Mi deseo de escribir no obedece a una disciplina arraigada en días o calendarios de almanaque. Pueden pasar meses o incluso años sin que desee esbozar una letra en papel o gatillar el teclado. Pero un buen día algo en lo cotidiano me hiere, me recuerda, me zambulle, y me golpea fuerte y repentinamente. Ese dolor me recuerda que tener conciencia no es gratis, y que los golpes repiquetean cuando no se esperan, como cuando eras chico y te hacías un chichón en la cabeza de un golpe inesperado. No sabría especificar a qué sabe el dolor que siento en este momento, pero su intensidad alcanzó mis entrañas y me obligó a sentarme frente a una hoja a escribir garabatos.
El domingo pasado fue el día de la madre; y la jornada transcurrió de una manera esperable y sin mayores sobresaltos en las plataformas digitales de visualización. Muchas personas, ese día, compartieron una foto con su madre y algunas palabras de ocasión para cumplir con el deber de las salutaciones. Ahora bien, estas demostraciones de afecto fueron demostraciones de amor, quién podría certificar lo contrario. Sin embargo, hay algo de esa difusión serializada de imágenes que pululó en el aire global de las redes, que inquietó mi cuerpo. Tal vez, pensándolo con cabeza fría, esta molestia se debió al tiempo que transcurrimos, que ofrece poco y nada para el futuro, que más bien deja insatisfacción permanente, en donde el mostrar y el consumismo de eso que mostramos se convierte en un fin en sí mismo. Tal vez, esta molestia es un síntoma que quiere decir otra cosa: el ser contemporáneo de algunas personas que nombran ‘empatía’ cada dos frases, y la desempolvan como un objeto viejo de un placar para después volver a guardarla hasta el momento que se la necesite de nuevo. Sí, debe ser por aquel término, que se lo utiliza fuera de contexto para definir un conjunto de actitudes y acciones que tienen como fin alojar a otro, comprenderlo y darle una mano, pero que en la letra chica, si uno se detiene a leerla, difiere del significado original y se le imponen cláusulas, dejando un vacío legal del significado, porque así, claro, ganamos todos por comodidad.
La columna que escribo carece de valor narrativo y poético, más bien se asemeja a una denuncia, a un intento de lanzar la última bofetada para quien la esté leyendo a los fines de repensar las lógicas de este mundo poco decoroso. Por algo será que admiro a tipos que dicen abiertamente lo que les pasa, lo que quisieran hacer y lo que no, que no tienen prurito en tomar posición.
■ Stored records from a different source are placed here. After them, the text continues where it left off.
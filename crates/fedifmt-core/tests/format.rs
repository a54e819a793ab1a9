use fedifmt_core::{
    Account, ContentType, EmojiRecord, FieldOptions, FormatOptions, Linker, StaticLinker, format,
    format_field, format_plain,
};

fn linker() -> StaticLinker {
    StaticLinker::new("https://local.tld")
}

fn wave() -> Vec<EmojiRecord> {
    vec![EmojiRecord::new(
        "wave",
        "https://cdn/wave.gif",
        "https://cdn/wave.png",
    )]
}

#[test]
fn emoji_scenario() -> Result<(), Box<dyn std::error::Error>> {
    let emojis = wave();
    let options = FormatOptions {
        emojis: &emojis,
        ..Default::default()
    };
    let html = format("hello :wave: world", &options, &linker())?;

    assert_eq!(html.matches("<img").count(), 1);
    assert!(html.contains("alt=\":wave:\""));
    assert!(html.contains("src=\"https://cdn/wave.png\""));
    assert!(html.contains("hello <img"));
    assert!(html.contains("/> world"));
    Ok(())
}

#[test]
fn autoplay_picks_the_animated_emoji() -> Result<(), Box<dyn std::error::Error>> {
    let emojis = wave();
    let options = FormatOptions {
        emojis: &emojis,
        autoplay: true,
        ..Default::default()
    };
    let html = format(":wave:", &options, &linker())?;
    assert!(html.contains("src=\"https://cdn/wave.gif\""));
    Ok(())
}

#[test]
fn url_scenario() -> Result<(), Box<dyn std::error::Error>> {
    let html = format(
        "check https://example.com/x out",
        &FormatOptions::default(),
        &linker(),
    )?;

    assert!(html.contains("<a href=\"https://example.com/x\" target=\"_blank\" rel=\"nofollow noopener\">"));
    assert!(html.contains("<span class=\"invisible\">https://</span>"));
    assert!(html.contains("<span class=\"\">example.com/x</span>"));
    assert!(html.starts_with("<p>check <a"));
    assert!(html.ends_with(" out</p>"));
    Ok(())
}

#[test]
fn long_urls_get_an_ellipsis_window() -> Result<(), Box<dyn std::error::Error>> {
    let url = format!("https://example.com/{}", "a".repeat(60));
    let html = format(&url, &FormatOptions::default(), &linker())?;
    assert!(html.contains("class=\"ellipsis\""));
    let display: &str = html
        .split("class=\"ellipsis\">")
        .nth(1)
        .and_then(|rest| rest.split('<').next())
        .unwrap();
    assert!(display.chars().count() <= 30);
    Ok(())
}

#[test]
fn mention_scenario_linkable() -> Result<(), Box<dyn std::error::Error>> {
    let linkable = [Account::local("alice")];
    let options = FormatOptions {
        linkable: &linkable,
        ..Default::default()
    };
    let html = format("@alice hi", &options, &linker())?;

    assert_eq!(
        html,
        "<p><span class=\"h-card\"><a href=\"https://local.tld/@alice\" class=\"u-url mention\">\
         @<span>alice</span></a></span> hi</p>"
    );
    Ok(())
}

#[test]
fn mention_scenario_unresolved() -> Result<(), Box<dyn std::error::Error>> {
    let html = format("@alice hi", &FormatOptions::default(), &linker())?;
    assert_eq!(html, "<p>@alice hi</p>");
    Ok(())
}

#[test]
fn remote_mentions_resolve_through_the_linker() -> Result<(), Box<dyn std::error::Error>> {
    struct Directory;
    impl Linker for Directory {
        fn tag_url(&self, name: &str) -> String {
            format!("https://local.tld/tags/{name}")
        }
        fn account_url(&self, account: &Account) -> String {
            match &account.domain {
                Some(domain) => format!("https://{domain}/@{}", account.username),
                None => format!("https://local.tld/@{}", account.username),
            }
        }
        fn resolve_remote_mention(&self, acct: &str) -> Option<Account> {
            (acct == "bob@remote.tld").then(|| Account::remote("bob", "remote.tld"))
        }
    }

    let html = format("@bob@remote.tld hi", &FormatOptions::default(), &Directory)?;
    assert!(html.contains("href=\"https://remote.tld/@bob\""));
    assert!(html.contains("@<span>bob</span>"));
    Ok(())
}

#[test]
fn hashtags_link_lowercased() -> Result<(), Box<dyn std::error::Error>> {
    let html = format("#RustLang", &FormatOptions::default(), &linker())?;
    assert!(html.contains("href=\"https://local.tld/tags/rustlang\""));
    assert!(html.contains("#<span>RustLang</span>"));
    Ok(())
}

#[test]
fn bracket_scenario() -> Result<(), Box<dyn std::error::Error>> {
    let html = format("[b]bold[/b]", &FormatOptions::default(), &linker())?;
    assert!(html.contains("font-weight: 900;\">bold</span>"));

    let html = format("[b]bold", &FormatOptions::default(), &linker())?;
    assert_eq!(html, "<p>[b]bold</p>");
    Ok(())
}

#[test]
fn markdown_scenario() -> Result<(), Box<dyn std::error::Error>> {
    let options = FormatOptions {
        content_type: ContentType::Markdown,
        ..Default::default()
    };
    let html = format("# Title\n\nSee https://example.com", &options, &linker())?;

    assert!(html.contains("<h1>Title</h1>"));
    assert!(!html.contains("&lt;h1&gt;"));
    assert!(html.contains("<a href=\"https://example.com\""));
    Ok(())
}

#[test]
fn markdown_mentions_link_without_double_encoding() -> Result<(), Box<dyn std::error::Error>> {
    let linkable = [Account::local("alice")];
    let options = FormatOptions {
        content_type: ContentType::Markdown,
        linkable: &linkable,
        ..Default::default()
    };
    let html = format("# Hi @alice\n\n*welcome*", &options, &linker())?;

    assert!(html.contains("<h1>Hi <span class=\"h-card\">"));
    assert!(html.contains("<em>welcome</em>"));
    Ok(())
}

#[test]
fn markdown_raw_anchors_stay_inert_text() -> Result<(), Box<dyn std::error::Error>> {
    let options = FormatOptions {
        content_type: ContentType::Markdown,
        ..Default::default()
    };
    let html = format(
        "<a href=\"javascript:alert(1)\">click</a>",
        &options,
        &linker(),
    )?;

    assert!(!html.contains("<a href"));
    assert!(!html.contains("javascript:alert(1)\">click"));
    assert!(html.contains("&lt;a href="));
    Ok(())
}

#[test]
fn markdown_urls_with_query_params_link_once() -> Result<(), Box<dyn std::error::Error>> {
    let options = FormatOptions {
        content_type: ContentType::Markdown,
        ..Default::default()
    };
    let html = format("See https://example.com/a?x=1&y=2", &options, &linker())?;

    assert!(html.contains("href=\"https://example.com/a?x=1&amp;y=2\""));
    assert!(html.contains(">example.com/a?x=1&amp;y=2<"));
    assert!(!html.contains("&amp;amp;"));
    Ok(())
}

#[test]
fn html_urls_with_query_params_link_once() -> Result<(), Box<dyn std::error::Error>> {
    let options = FormatOptions {
        content_type: ContentType::Html,
        ..Default::default()
    };
    let html = format("<p>see https://example.com/a?x=1&amp;y=2</p>", &options, &linker())?;

    assert!(html.contains("href=\"https://example.com/a?x=1&amp;y=2\""));
    assert!(!html.contains("&amp;amp;"));
    Ok(())
}

#[test]
fn markdown_links_are_not_relinked_inside() -> Result<(), Box<dyn std::error::Error>> {
    let options = FormatOptions {
        content_type: ContentType::Markdown,
        ..Default::default()
    };
    let html = format("[docs](https://example.com/docs)", &options, &linker())?;
    // One anchor from the renderer, none nested inside it.
    assert_eq!(html.matches("<a ").count() + html.matches("<a>").count(), 1);
    Ok(())
}

#[test]
fn html_content_keeps_existing_markup() -> Result<(), Box<dyn std::error::Error>> {
    let options = FormatOptions {
        content_type: ContentType::Html,
        ..Default::default()
    };
    let html = format("<p>see https://example.com/x</p>", &options, &linker())?;
    assert!(html.starts_with("<p>see <a href=\"https://example.com/x\""));
    assert!(html.ends_with("</p>"));
    Ok(())
}

#[test]
fn foreign_content_is_sanitize_only() -> Result<(), Box<dyn std::error::Error>> {
    let options = FormatOptions {
        local: false,
        ..Default::default()
    };
    let html = format(
        "<p>hi</p><script>alert(1)</script><img src=x>",
        &options,
        &linker(),
    )?;
    assert_eq!(html, "<p>hi</p>");
    Ok(())
}

#[test]
fn reblog_prefix_is_annotated_too() -> Result<(), Box<dyn std::error::Error>> {
    let linkable = [Account::local("bob")];
    let options = FormatOptions {
        linkable: &linkable,
        reblog_prefix: Some("bob"),
        ..Default::default()
    };
    let html = format("hello", &options, &linker())?;
    assert!(html.starts_with("<p>RT <span class=\"h-card\">"));
    assert!(html.ends_with(" hello</p>"));
    Ok(())
}

#[test]
fn paragraphs_and_line_breaks() -> Result<(), Box<dyn std::error::Error>> {
    let html = format("one\ntwo\n\nthree", &FormatOptions::default(), &linker())?;
    assert_eq!(html, "<p>one<br/>two</p><p>three</p>");
    assert!(!html.contains('\n'));
    Ok(())
}

#[test]
fn plain_text_is_encoded() -> Result<(), Box<dyn std::error::Error>> {
    let html = format("2 < 3 & \"so on\"", &FormatOptions::default(), &linker())?;
    assert_eq!(html, "<p>2 &lt; 3 &amp; &quot;so on&quot;</p>");
    Ok(())
}

#[test]
fn format_plain_strips_only_foreign_markup() {
    assert_eq!(format_plain("<p>hi</p>", true), "<p>hi</p>");
    assert_eq!(format_plain("<p>hi <b>there</b></p>", false), "hi there");
}

#[test]
fn fields_link_urls_and_mentions_only() -> Result<(), Box<dyn std::error::Error>> {
    let linkable = [Account::local("alice")];
    let emojis = wave();
    let options = FieldOptions {
        linkable: &linkable,
        emojis: &emojis,
        ..Default::default()
    };
    let html = format_field("@alice #tag https://example.com/x :wave:", &options, &linker())?;

    assert!(html.contains("u-url mention"));
    assert!(!html.contains("hashtag"));
    assert!(html.contains("#tag"));
    assert!(html.contains("<a href=\"https://example.com/x\""));
    assert!(html.contains("<img"));
    assert!(!html.starts_with("<p>"));
    Ok(())
}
De esta gente debería poblarse el mundo. Pero el mundo está poblado con la otra parte, que se jacta de ser políticamente correcta, de quedar bien, de cumplir con lo que se pide, de acomodarse en el último asiento y de rezar, si es necesario, que no suba nadie mayor al colectivo que los obligue a darle el asiento menos por consideración que por conciencia moral puritana y de cartón. Y lo peor es que yo también soy parte de esta gente de la que hablo, y de la otra. Escribo con un dolor inenarrable, que el lenguaje no alcanza a describir porque es deficiente y limitado. Solo me queda la dicha de pensar que intenté lo mejor que pude y así ha de ser. Porque como dijo mi querido amigo, Fernando Pessoa, en uno de sus tantos textos desperdigados por ahí: «Pedí tan poco a la vida y ese mismo poco la vida me lo negó. un haz de parte del sol, un campo próximo, un poco de sosiego con un poco de pan, no pesarme mucho el saber que existo, y no exigir nada de los otros ni ellos nada de mí. Esto mismo me fue negado, como quien niega la limosna no por falta de buena alma, sino por tener que desabrocharse la chaqueta”.
Hace un rato, mientras escuchaba al escritor Carlos Busqued hablar sobre sus libros y lo que significaba para él “ganarse el pan” en una entrevista, asegurando que lo mejor sería no tener que trabajar para sobrevivir, que el hecho de haber nacido debería traer consigo una recompensa, comprendí aún con mayor desesperación que el mundo duele, pero más duele este tiempo en el cual abundan los gimnasios con espejos.